On Wed, Jun 09, 2004 at 06:44:37PM -0400, Eric B. Ridge wrote:
> Been digging through our logs more carefully today, discovered this
> XapianError:
> 
> org.xapian.errors.DatabaseError: Error writing block: Bad file descriptor
>   at org.xapian.XapianJNI.writabledatabase_repalce_document(Native Method)
>   at org.xapian.WritableDatabase.replaceDocument(WritableDatabase.java:67)
> 
> It seems once this occurs, we constantly get the "got end of file" errors
> until we restart our process.

This is from the 0.8.0 release version?

Shortly after the release I changed quartz to share file descriptors
between the read and write btree objects for a WritableDatabase (before
it needed 10, now "only" 5).  So which version this is with is worth
double checking.

> Our current train of thought is that we're just running out of file handles.
> So we're going to play with "ulimit".  Also, we're going to try trapping
> this "Bad file descriptor" error and re-open our WritableDatabase.

I don't quite see why you'd get "got end of file" though.  If the
descriptor is bad (-1 is most likely) the return value should be -1 (and errno
should be EBADF) but "got end of file" means read returned 0.

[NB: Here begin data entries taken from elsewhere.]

//! Adapter to fast far-field evaluators
//!
//! A far-field evaluator works with the 2D Helmholtz Green's function `(i/4) H0(zk r)`. For the
//! imaginary wavenumber `zk = i k` this is `K0(k r) / (2π)`, the modified Helmholtz Green's
//! function including its normalization. Quadrature weights are therefore passed on unscaled.
use num::complex::Complex;
use rlst::RlstScalar;

use crate::error::{KernelError, Result};
use crate::helpers::{check_strengths, inv_2pi, source_scale};
use crate::modified_helmholtz_2d::ModifiedHelmholtz2dKernel;
use crate::traits::{FarFieldEvaluator, FarFieldRequest, Kernel};
use crate::types::{Dipoles, EvalType, LayerStrengths, PointSet};

/// Evaluate the modified Helmholtz potential with decay parameter `k` through a far-field evaluator.
///
/// Strengths are multiplied by the raw `weights` (unit weights if `None`), the decay parameter is
/// passed as the wavenumber `i k` and the real part of the returned field is written to `result`.
/// If `self_interaction` is set the evaluator is asked for values at the sources themselves.
#[allow(clippy::too_many_arguments)]
pub fn evaluate_far_field<T: RlstScalar<Real = T>>(
    evaluator: &dyn FarFieldEvaluator<T>,
    eval_type: EvalType,
    k: T,
    sources: PointSet<'_, T>,
    targets: PointSet<'_, T>,
    strengths: &LayerStrengths<'_, T>,
    weights: Option<&[T]>,
    self_interaction: bool,
    result: &mut [T],
) -> Result<()> {
    check_strengths(sources, strengths);
    if self_interaction {
        assert_eq!(
            sources.len(),
            targets.len(),
            "self interaction requires identical source and target sets"
        );
    }

    let weights = source_scale(sources.len(), weights, T::one());

    let weighted = |values: &[T]| -> Vec<Complex<T>> {
        values
            .iter()
            .zip(weights.iter())
            .map(|(&value, &weight)| Complex::new(value * weight, T::zero()))
            .collect()
    };

    let charges = strengths.charge.map(weighted);
    let dipstr = strengths
        .dipoles
        .map(|dipoles| weighted(dipoles.strengths()));

    let request = FarFieldRequest {
        eval_type,
        wavenumber: Complex::new(T::zero(), k),
        sources,
        targets: if self_interaction { None } else { Some(targets) },
        charges: charges.as_deref(),
        dipstr: dipstr.as_deref(),
        dipvec: strengths.dipoles.map(|dipoles| dipoles.orientation()),
    };

    let range_count = match eval_type {
        EvalType::Value => 1,
        EvalType::ValueDeriv => 3,
    };
    let expected_len = range_count * request.number_of_evaluation_points();
    assert_eq!(result.len(), expected_len, "result has wrong size");

    log::trace!(
        "far-field request: {} sources, {} evaluation points, self evaluation: {}",
        sources.len(),
        request.number_of_evaluation_points(),
        self_interaction
    );

    let values = evaluator.evaluate(&request)?;

    if values.len() != expected_len {
        return Err(KernelError::FarField(format!(
            "expected {} values, evaluator returned {}",
            expected_len,
            values.len()
        )));
    }

    for (r, value) in result.iter_mut().zip(values.iter()) {
        *r = value.re;
    }

    Ok(())
}

/// Far-field evaluator that sums all interactions directly.
///
/// Only purely imaginary wavenumbers `i k` with `k > 0` are supported, for which the Helmholtz
/// Green's function is real. Real and imaginary parts of the strengths are evaluated separately.
#[derive(Clone, Copy, Debug)]
pub struct DirectFarFieldEvaluator {
    multithreaded: bool,
}

impl Default for DirectFarFieldEvaluator {
    fn default() -> Self {
        Self::new(true)
    }
}

impl DirectFarFieldEvaluator {
    /// Create new
    pub fn new(multithreaded: bool) -> Self {
        Self { multithreaded }
    }
}

impl<T: RlstScalar<Real = T> + Send + Sync> FarFieldEvaluator<T> for DirectFarFieldEvaluator {
    fn evaluate(&self, request: &FarFieldRequest<'_, T>) -> Result<Vec<Complex<T>>> {
        let re = num::cast::<T, f64>(request.wavenumber.re).unwrap();
        let im = num::cast::<T, f64>(request.wavenumber.im).unwrap();
        if re != 0.0 || im.is_nan() || im <= 0.0 {
            return Err(KernelError::UnsupportedWavenumber { re, im });
        }

        let dipvec = match (request.dipstr, request.dipvec) {
            (Some(_), None) => {
                return Err(KernelError::FarField(
                    "dipole strengths given without orientations".to_string(),
                ))
            }
            (_, dipvec) => dipvec,
        };

        let kernel = ModifiedHelmholtz2dKernel::new(request.wavenumber.im);
        let (targets, self_interaction) = match request.targets {
            Some(targets) => (targets, false),
            None => (request.sources, true),
        };

        let m_inv_2pi = inv_2pi::<T>();
        let part = |values: Option<&[Complex<T>]>, imaginary: bool| -> Option<Vec<T>> {
            values.map(|values| {
                values
                    .iter()
                    .map(|v| (if imaginary { v.im } else { v.re }) * m_inv_2pi)
                    .collect()
            })
        };

        let range_count = kernel.range_component_count(request.eval_type);
        let mut parts = [
            vec![T::zero(); range_count * targets.len()],
            vec![T::zero(); range_count * targets.len()],
        ];

        for (imaginary, result) in [false, true].into_iter().zip(parts.iter_mut()) {
            let charges = part(request.charges, imaginary);
            let dipstr = part(request.dipstr, imaginary);

            let strengths = LayerStrengths {
                charge: charges.as_deref(),
                dipoles: dipstr
                    .as_deref()
                    .zip(dipvec)
                    .map(|(dipstr, dipvec)| Dipoles::new(dipstr, dipvec)),
            };

            if self.multithreaded {
                kernel.evaluate_mt(
                    request.eval_type,
                    request.sources,
                    targets,
                    &strengths,
                    self_interaction,
                    result,
                );
            } else {
                kernel.evaluate_st(
                    request.eval_type,
                    request.sources,
                    targets,
                    &strengths,
                    self_interaction,
                    result,
                );
            }
        }

        let [real, imag] = parts;
        Ok(real
            .into_iter()
            .zip(imag)
            .map(|(re, im)| Complex::new(re, im))
            .collect())
    }
}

And besides, if open returns -1, this should cause an exception.  Hmm,
or perhaps the Java wrappers are somehow causing something unfortunate
to happen in this situation.

It'd be interesting to see what the fd is.  Try adding it to the exception
messages - in backends/quartz/btree.cc, add:

            message += " (fd = " + om_tostring(handle) + ")";

Add it just before the throw here in write_block():

            if (errno == EINTR) continue;
            string message = "Error reading block " + om_tostring(n) + ": ";
            message += strerror(errno);
            throw Xapian::DatabaseError(message);

And similarly in read_block().  Right now I can't easily tell you line numbers
for 0.8.0 or produce a patch I'm afraid.